▶ _Exercise description_:
Provide a verbatim copy of the data below.

*** Material for this exercise Section Begins ***

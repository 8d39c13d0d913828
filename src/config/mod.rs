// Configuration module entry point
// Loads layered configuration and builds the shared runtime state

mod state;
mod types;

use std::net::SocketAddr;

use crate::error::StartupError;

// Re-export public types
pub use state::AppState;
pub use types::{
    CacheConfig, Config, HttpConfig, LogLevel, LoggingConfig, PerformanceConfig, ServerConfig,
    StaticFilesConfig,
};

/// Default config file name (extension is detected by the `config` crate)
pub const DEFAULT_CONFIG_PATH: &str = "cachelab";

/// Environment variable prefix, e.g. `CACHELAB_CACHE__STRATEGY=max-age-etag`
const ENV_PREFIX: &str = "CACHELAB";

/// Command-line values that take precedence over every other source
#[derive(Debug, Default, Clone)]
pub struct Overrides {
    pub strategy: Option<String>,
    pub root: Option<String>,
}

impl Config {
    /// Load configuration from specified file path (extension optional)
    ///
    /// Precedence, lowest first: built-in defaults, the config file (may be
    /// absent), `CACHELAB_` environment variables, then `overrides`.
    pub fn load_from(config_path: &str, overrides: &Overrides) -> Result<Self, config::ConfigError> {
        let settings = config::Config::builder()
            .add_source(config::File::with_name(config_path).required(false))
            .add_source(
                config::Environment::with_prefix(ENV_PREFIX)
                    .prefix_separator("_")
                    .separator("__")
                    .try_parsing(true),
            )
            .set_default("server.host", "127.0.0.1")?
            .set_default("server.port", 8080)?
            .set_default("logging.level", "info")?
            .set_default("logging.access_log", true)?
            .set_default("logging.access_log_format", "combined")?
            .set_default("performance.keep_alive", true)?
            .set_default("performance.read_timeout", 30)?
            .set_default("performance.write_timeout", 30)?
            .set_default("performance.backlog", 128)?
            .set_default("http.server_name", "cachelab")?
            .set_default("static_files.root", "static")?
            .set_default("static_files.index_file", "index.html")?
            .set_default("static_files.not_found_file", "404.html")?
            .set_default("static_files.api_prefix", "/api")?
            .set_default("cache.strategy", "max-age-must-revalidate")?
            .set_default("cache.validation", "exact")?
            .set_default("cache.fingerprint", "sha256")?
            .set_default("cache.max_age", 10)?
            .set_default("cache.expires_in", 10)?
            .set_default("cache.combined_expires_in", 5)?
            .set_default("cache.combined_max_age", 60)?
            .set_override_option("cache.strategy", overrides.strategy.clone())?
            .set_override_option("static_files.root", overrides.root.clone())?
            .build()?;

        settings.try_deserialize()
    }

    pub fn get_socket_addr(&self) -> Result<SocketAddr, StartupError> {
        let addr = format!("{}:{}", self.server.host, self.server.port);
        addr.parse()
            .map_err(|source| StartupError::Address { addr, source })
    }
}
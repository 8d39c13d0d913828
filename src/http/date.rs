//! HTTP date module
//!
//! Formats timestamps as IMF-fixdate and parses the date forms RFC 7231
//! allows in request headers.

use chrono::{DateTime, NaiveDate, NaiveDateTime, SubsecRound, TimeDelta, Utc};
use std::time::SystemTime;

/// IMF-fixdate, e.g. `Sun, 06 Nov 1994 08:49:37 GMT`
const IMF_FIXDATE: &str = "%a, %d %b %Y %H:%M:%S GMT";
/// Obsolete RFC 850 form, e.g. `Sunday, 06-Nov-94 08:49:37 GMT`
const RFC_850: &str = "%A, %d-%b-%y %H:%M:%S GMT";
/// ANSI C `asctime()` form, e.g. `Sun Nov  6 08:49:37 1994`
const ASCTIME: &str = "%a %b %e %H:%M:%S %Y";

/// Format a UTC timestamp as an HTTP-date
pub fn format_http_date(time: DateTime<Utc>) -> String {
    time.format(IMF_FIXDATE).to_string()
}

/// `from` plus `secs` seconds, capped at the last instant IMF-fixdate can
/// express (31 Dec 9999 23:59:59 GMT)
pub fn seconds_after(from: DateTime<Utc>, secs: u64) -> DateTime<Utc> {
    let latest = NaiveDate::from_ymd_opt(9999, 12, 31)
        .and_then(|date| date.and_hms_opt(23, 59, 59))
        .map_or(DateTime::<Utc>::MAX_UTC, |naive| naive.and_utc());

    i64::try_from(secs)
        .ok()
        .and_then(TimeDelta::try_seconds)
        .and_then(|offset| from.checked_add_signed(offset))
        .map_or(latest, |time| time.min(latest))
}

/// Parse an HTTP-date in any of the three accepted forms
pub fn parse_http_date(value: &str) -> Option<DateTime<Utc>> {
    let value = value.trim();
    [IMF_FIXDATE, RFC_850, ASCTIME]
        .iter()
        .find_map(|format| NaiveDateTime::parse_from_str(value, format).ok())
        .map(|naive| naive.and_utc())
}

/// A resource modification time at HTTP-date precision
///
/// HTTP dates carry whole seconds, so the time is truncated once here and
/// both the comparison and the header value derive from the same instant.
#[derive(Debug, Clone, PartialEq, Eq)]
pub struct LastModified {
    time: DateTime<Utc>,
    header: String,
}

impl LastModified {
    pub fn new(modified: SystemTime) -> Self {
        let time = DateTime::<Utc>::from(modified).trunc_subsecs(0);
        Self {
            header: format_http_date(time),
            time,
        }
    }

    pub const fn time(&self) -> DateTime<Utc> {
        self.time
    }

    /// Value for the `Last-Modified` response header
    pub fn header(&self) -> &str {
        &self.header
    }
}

*** Material for this exercise Section Ends ***

▶ _Result of this exercise_:
repository 8d39c13d0d913828
filename src/config/mod.rs
// Configuration module entry point
// Loads layered configuration and builds the shared runtime state

mod state;
mod types;

use std::net::SocketAddr;

use crate::error::StartupError;

// Re-export public types
pub use state::AppState;
pub use types::{
    CacheConfig, Config, HttpConfig, LogLevel, LoggingConfig, PerformanceConfig, ServerConfig,
    StaticFilesConfig,
};

/// Default config file name (extension is detected by the `config` crate)
pub const DEFAULT_CONFIG_PATH: &str = "cachelab";

/// Environment variable prefix, e.g. `CACHELAB_CACHE__STRATEGY=max-age-etag`
const ENV_PREFIX: &str = "CACHELAB";

/// Command-line values that take precedence over every other source
#[derive(Debug, Default, Clone)]
pub struct Overrides {
    pub strategy: Option<String>,
    pub root: Option<String>,
}

impl Config {
    /// Load configuration from specified file path (extension optional)
    ///
    /// Precedence, lowest first: built-in defaults, the config file (may be
    /// absent), `CACHELAB_` environment variables, then `overrides`.
    pub fn load_from(config_path: &str, overrides: &Overrides) -> Result<Self, config::ConfigError> {
        let settings = config::Config::builder()
            .add_source(config::File::with_name(config_path).required(false))
            .add_source(
                config::Environment::with_prefix(ENV_PREFIX)
                    .prefix_separator("_")
                    .separator("__")
                    .try_parsing(true),
            )
            .set_default("server.host", "127.0.0.1")?
            .set_default("server.port", 8080)?
            .set_default("logging.level", "info")?
            .set_default("logging.access_log", true)?
            .set_default("logging.access_log_format", "combined")?
            .set_default("performance.keep_alive", true)?
            .set_default("performance.read_timeout", 30)?
            .set_default("performance.write_timeout", 30)?
            .set_default("performance.backlog", 128)?
            .set_default("http.server_name", "cachelab")?
            .set_default("static_files.root", "static")?
            .set_default("static_files.index_file", "index.html")?
            .set_default("static_files.not_found_file", "404.html")?
            .set_default("static_files.api_prefix", "/api")?
            .set_default("cache.strategy", "max-age-must-revalidate")?
            .set_default("cache.validation", "exact")?
            .set_default("cache.fingerprint", "sha256")?
            .set_default("cache.max_age", 10)?
            .set_default("cache.expires_in", 10)?
            .set_default("cache.combined_expires_in", 5)?
            .set_default("cache.combined_max_age", 60)?
            .set_override_option("cache.strategy", overrides.strategy.clone())?
            .set_override_option("static_files.root", overrides.root.clone())?
            .build()?;

        settings.try_deserialize()
    }

    pub fn get_socket_addr(&self) -> Result<SocketAddr, StartupError> {
        let addr = format!("{}:{}", self.server.host, self.server.port);
        addr.parse()
            .map_err(|source| StartupError::Address { addr, source })
    }
}
repository 8d39c13d0d913828
filename src/http/date.rs
//! HTTP date module
//!
//! Formats timestamps as IMF-fixdate and parses the date forms RFC 7231
//! allows in request headers.

use chrono::{DateTime, NaiveDate, NaiveDateTime, SubsecRound, TimeDelta, Utc};
use std::time::SystemTime;

/// IMF-fixdate, e.g. `Sun, 06 Nov 1994 08:49:37 GMT`
const IMF_FIXDATE: &str = "%a, %d %b %Y %H:%M:%S GMT";
/// Obsolete RFC 850 form, e.g. `Sunday, 06-Nov-94 08:49:37 GMT`
const RFC_850: &str = "%A, %d-%b-%y %H:%M:%S GMT";
/// ANSI C `asctime()` form, e.g. `Sun Nov  6 08:49:37 1994`
const ASCTIME: &str = "%a %b %e %H:%M:%S %Y";

/// Format a UTC timestamp as an HTTP-date
pub fn format_http_date(time: DateTime<Utc>) -> String {
    time.format(IMF_FIXDATE).to_string()
}

/// `from` plus `secs` seconds, capped at the last instant IMF-fixdate can
/// express (31 Dec 9999 23:59:59 GMT)
pub fn seconds_after(from: DateTime<Utc>, secs: u64) -> DateTime<Utc> {
    let latest = NaiveDate::from_ymd_opt(9999, 12, 31)
        .and_then(|date| date.and_hms_opt(23, 59, 59))
        .map_or(DateTime::<Utc>::MAX_UTC, |naive| naive.and_utc());

    i64::try_from(secs)
        .ok()
        .and_then(TimeDelta::try_seconds)
        .and_then(|offset| from.checked_add_signed(offset))
        .map_or(latest, |time| time.min(latest))
}

/// Parse an HTTP-date in any of the three accepted forms
pub fn parse_http_date(value: &str) -> Option<DateTime<Utc>> {
    let value = value.trim();
    [IMF_FIXDATE, RFC_850, ASCTIME]
        .iter()
        .find_map(|format| NaiveDateTime::parse_from_str(value, format).ok())
        .map(|naive| naive.and_utc())
}

/// A resource modification time at HTTP-date precision
///
/// HTTP dates carry whole seconds, so the time is truncated once here and
/// both the comparison and the header value derive from the same instant.
#[derive(Debug, Clone, PartialEq, Eq)]
pub struct LastModified {
    time: DateTime<Utc>,
    header: String,
}

impl LastModified {
    pub fn new(modified: SystemTime) -> Self {
        let time = DateTime::<Utc>::from(modified).trunc_subsecs(0);
        Self {
            header: format_http_date(time),
            time,
        }
    }

    pub const fn time(&self) -> DateTime<Utc> {
        self.time
    }

    /// Value for the `Last-Modified` response header
    pub fn header(&self) -> &str {
        &self.header
    }
}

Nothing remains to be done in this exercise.